WHAT YOU NEED TO DO: Your response should contain each line of the data that includes "registry".

Segment Start: DATA TO PROCESS

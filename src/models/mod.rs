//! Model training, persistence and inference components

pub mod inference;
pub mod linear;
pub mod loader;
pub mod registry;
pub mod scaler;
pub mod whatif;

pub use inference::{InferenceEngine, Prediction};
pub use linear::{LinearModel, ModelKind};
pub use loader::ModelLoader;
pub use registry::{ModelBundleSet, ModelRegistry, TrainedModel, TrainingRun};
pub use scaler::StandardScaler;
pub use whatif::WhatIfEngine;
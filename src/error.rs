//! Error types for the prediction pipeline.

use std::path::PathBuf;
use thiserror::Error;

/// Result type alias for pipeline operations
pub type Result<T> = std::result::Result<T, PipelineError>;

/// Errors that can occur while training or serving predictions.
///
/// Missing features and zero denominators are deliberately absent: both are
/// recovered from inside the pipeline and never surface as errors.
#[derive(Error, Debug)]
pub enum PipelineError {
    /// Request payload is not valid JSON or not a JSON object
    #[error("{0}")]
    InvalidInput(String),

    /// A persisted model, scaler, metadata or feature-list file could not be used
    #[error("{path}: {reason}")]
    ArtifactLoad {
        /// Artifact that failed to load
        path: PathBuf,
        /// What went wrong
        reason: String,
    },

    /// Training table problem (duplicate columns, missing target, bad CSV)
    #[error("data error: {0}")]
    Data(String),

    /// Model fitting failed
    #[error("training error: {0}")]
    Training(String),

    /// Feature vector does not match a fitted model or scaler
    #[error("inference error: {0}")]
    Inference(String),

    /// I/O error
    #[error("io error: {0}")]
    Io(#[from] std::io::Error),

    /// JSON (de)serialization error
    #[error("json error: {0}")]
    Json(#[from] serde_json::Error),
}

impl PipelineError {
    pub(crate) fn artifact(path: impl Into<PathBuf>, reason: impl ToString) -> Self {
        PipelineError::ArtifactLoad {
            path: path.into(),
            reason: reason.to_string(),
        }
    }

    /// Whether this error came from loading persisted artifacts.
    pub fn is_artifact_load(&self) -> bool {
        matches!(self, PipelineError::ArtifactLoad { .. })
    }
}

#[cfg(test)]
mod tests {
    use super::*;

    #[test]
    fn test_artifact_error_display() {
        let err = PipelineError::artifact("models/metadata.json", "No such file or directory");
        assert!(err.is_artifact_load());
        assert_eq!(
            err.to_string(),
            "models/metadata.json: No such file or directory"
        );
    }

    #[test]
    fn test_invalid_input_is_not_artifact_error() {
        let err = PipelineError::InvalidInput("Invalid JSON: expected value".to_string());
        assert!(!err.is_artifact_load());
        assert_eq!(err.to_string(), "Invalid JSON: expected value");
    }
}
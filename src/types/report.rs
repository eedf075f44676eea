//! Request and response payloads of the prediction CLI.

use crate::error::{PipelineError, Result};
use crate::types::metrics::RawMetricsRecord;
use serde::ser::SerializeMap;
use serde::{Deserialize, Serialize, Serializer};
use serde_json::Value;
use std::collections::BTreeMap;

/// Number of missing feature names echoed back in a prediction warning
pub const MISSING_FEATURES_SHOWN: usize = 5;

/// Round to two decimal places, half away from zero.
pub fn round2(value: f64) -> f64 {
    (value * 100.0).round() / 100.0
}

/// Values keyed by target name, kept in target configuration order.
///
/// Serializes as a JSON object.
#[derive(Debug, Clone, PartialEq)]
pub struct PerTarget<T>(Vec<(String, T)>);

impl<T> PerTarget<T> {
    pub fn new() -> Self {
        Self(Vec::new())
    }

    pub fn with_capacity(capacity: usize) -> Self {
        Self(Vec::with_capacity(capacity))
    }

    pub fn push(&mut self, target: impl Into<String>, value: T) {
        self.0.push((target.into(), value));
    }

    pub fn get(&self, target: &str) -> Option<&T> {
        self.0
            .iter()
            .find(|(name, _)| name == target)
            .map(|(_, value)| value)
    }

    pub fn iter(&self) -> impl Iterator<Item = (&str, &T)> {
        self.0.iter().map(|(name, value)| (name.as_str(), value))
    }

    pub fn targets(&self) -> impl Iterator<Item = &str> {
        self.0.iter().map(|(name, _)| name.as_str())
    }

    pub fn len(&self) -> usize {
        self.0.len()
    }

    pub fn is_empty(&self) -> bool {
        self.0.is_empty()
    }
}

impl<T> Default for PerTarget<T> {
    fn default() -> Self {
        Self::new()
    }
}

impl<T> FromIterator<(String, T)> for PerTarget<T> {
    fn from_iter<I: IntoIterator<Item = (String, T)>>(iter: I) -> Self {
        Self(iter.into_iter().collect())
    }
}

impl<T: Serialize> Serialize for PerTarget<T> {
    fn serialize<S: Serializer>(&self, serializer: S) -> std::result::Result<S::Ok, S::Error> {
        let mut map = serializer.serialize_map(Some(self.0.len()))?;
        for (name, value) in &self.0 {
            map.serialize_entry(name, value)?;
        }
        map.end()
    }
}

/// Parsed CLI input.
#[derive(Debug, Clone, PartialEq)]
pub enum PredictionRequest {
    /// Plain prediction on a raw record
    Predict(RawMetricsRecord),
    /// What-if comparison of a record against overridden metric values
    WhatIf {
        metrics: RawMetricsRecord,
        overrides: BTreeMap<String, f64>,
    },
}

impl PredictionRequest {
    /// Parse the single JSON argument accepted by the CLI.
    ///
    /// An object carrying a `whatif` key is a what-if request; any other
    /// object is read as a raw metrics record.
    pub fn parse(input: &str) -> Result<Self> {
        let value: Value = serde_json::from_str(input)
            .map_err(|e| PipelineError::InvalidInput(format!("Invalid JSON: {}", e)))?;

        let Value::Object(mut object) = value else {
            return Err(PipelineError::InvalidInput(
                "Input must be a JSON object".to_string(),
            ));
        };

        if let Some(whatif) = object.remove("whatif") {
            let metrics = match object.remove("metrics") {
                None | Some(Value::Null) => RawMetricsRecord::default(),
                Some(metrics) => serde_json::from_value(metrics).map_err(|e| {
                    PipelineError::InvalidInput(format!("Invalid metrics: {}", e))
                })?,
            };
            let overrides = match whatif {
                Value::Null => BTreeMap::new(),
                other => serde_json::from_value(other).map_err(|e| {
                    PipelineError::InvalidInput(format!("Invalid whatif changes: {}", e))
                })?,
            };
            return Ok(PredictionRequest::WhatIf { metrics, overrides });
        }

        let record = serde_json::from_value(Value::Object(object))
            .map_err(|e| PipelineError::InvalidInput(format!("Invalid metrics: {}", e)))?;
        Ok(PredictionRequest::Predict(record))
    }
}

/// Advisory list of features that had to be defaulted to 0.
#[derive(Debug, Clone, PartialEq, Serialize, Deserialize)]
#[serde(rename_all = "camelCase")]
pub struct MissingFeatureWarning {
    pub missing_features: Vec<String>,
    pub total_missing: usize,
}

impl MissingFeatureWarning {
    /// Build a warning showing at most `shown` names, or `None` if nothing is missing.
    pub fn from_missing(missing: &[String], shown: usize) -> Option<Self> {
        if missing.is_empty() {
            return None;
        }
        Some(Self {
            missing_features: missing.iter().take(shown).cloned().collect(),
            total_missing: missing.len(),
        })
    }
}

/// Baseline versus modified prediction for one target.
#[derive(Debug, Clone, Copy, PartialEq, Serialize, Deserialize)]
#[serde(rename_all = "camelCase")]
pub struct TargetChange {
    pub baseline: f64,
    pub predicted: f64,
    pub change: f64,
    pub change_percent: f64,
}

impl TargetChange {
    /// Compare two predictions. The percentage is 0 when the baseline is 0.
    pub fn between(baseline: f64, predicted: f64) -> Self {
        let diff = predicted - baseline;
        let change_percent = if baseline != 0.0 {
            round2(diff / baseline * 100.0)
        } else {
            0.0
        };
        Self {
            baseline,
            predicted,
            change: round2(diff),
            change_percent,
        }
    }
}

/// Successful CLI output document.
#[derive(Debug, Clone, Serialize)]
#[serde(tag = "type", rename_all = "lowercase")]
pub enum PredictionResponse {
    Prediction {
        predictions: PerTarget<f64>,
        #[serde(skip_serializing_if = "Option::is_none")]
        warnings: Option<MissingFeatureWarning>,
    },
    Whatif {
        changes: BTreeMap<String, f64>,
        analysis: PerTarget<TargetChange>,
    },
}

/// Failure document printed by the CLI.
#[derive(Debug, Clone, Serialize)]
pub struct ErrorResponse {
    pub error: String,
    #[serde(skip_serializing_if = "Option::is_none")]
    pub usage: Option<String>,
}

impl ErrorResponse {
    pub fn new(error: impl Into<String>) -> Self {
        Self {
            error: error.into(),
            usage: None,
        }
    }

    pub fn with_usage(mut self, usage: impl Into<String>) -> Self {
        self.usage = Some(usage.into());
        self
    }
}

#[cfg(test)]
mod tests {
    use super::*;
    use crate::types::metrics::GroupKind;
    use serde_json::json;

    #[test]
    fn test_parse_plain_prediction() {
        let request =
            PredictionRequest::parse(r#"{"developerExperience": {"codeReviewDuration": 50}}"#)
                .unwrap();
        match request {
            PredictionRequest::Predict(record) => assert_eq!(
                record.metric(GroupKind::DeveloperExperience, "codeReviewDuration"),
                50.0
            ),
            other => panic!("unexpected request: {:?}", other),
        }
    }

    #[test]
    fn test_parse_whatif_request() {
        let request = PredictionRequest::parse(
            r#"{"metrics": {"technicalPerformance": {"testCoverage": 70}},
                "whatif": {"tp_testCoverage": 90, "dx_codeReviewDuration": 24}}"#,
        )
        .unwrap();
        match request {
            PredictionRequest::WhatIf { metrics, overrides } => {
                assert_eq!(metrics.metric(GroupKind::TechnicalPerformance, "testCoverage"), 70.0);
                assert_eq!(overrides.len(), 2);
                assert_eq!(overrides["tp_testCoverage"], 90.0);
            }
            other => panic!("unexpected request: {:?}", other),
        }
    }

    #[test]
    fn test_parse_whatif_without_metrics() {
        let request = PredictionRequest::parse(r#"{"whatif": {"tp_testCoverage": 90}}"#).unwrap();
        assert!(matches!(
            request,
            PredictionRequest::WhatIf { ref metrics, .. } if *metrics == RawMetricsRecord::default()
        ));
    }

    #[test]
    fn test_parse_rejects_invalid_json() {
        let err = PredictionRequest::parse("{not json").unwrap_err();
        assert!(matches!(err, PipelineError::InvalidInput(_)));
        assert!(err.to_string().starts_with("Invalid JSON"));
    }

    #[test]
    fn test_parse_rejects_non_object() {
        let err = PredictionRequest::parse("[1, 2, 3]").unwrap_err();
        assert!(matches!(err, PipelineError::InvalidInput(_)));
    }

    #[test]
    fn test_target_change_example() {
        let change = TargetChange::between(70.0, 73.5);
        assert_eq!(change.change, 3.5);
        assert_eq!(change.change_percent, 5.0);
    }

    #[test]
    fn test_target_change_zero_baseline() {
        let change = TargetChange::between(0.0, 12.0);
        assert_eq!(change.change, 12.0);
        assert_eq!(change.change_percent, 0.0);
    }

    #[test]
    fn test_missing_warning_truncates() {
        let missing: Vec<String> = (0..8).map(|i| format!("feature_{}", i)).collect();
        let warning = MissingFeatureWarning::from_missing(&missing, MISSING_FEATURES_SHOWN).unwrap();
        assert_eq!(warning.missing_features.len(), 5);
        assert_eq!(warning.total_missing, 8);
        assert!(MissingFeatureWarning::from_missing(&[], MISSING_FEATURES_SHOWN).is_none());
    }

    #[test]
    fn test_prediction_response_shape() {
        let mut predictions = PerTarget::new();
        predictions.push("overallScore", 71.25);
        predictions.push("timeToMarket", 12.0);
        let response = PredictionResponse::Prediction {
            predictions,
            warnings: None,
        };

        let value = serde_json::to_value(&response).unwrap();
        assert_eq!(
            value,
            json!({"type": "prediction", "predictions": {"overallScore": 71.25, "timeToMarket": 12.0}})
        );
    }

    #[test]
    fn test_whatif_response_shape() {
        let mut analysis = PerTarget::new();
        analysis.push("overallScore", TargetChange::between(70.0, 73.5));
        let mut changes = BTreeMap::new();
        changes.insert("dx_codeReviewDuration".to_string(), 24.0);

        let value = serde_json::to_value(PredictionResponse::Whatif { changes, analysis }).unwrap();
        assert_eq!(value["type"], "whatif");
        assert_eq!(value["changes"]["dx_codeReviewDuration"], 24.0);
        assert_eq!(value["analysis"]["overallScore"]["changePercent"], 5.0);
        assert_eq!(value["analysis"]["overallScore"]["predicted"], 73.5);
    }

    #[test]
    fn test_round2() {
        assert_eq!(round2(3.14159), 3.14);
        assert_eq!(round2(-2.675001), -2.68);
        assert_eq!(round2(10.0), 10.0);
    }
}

Segment End: DATA TO PROCESS

WRITTEN ANSWER:
pub mod registry;
pub use registry::{ModelBundleSet, ModelRegistry, TrainedModel, TrainingRun};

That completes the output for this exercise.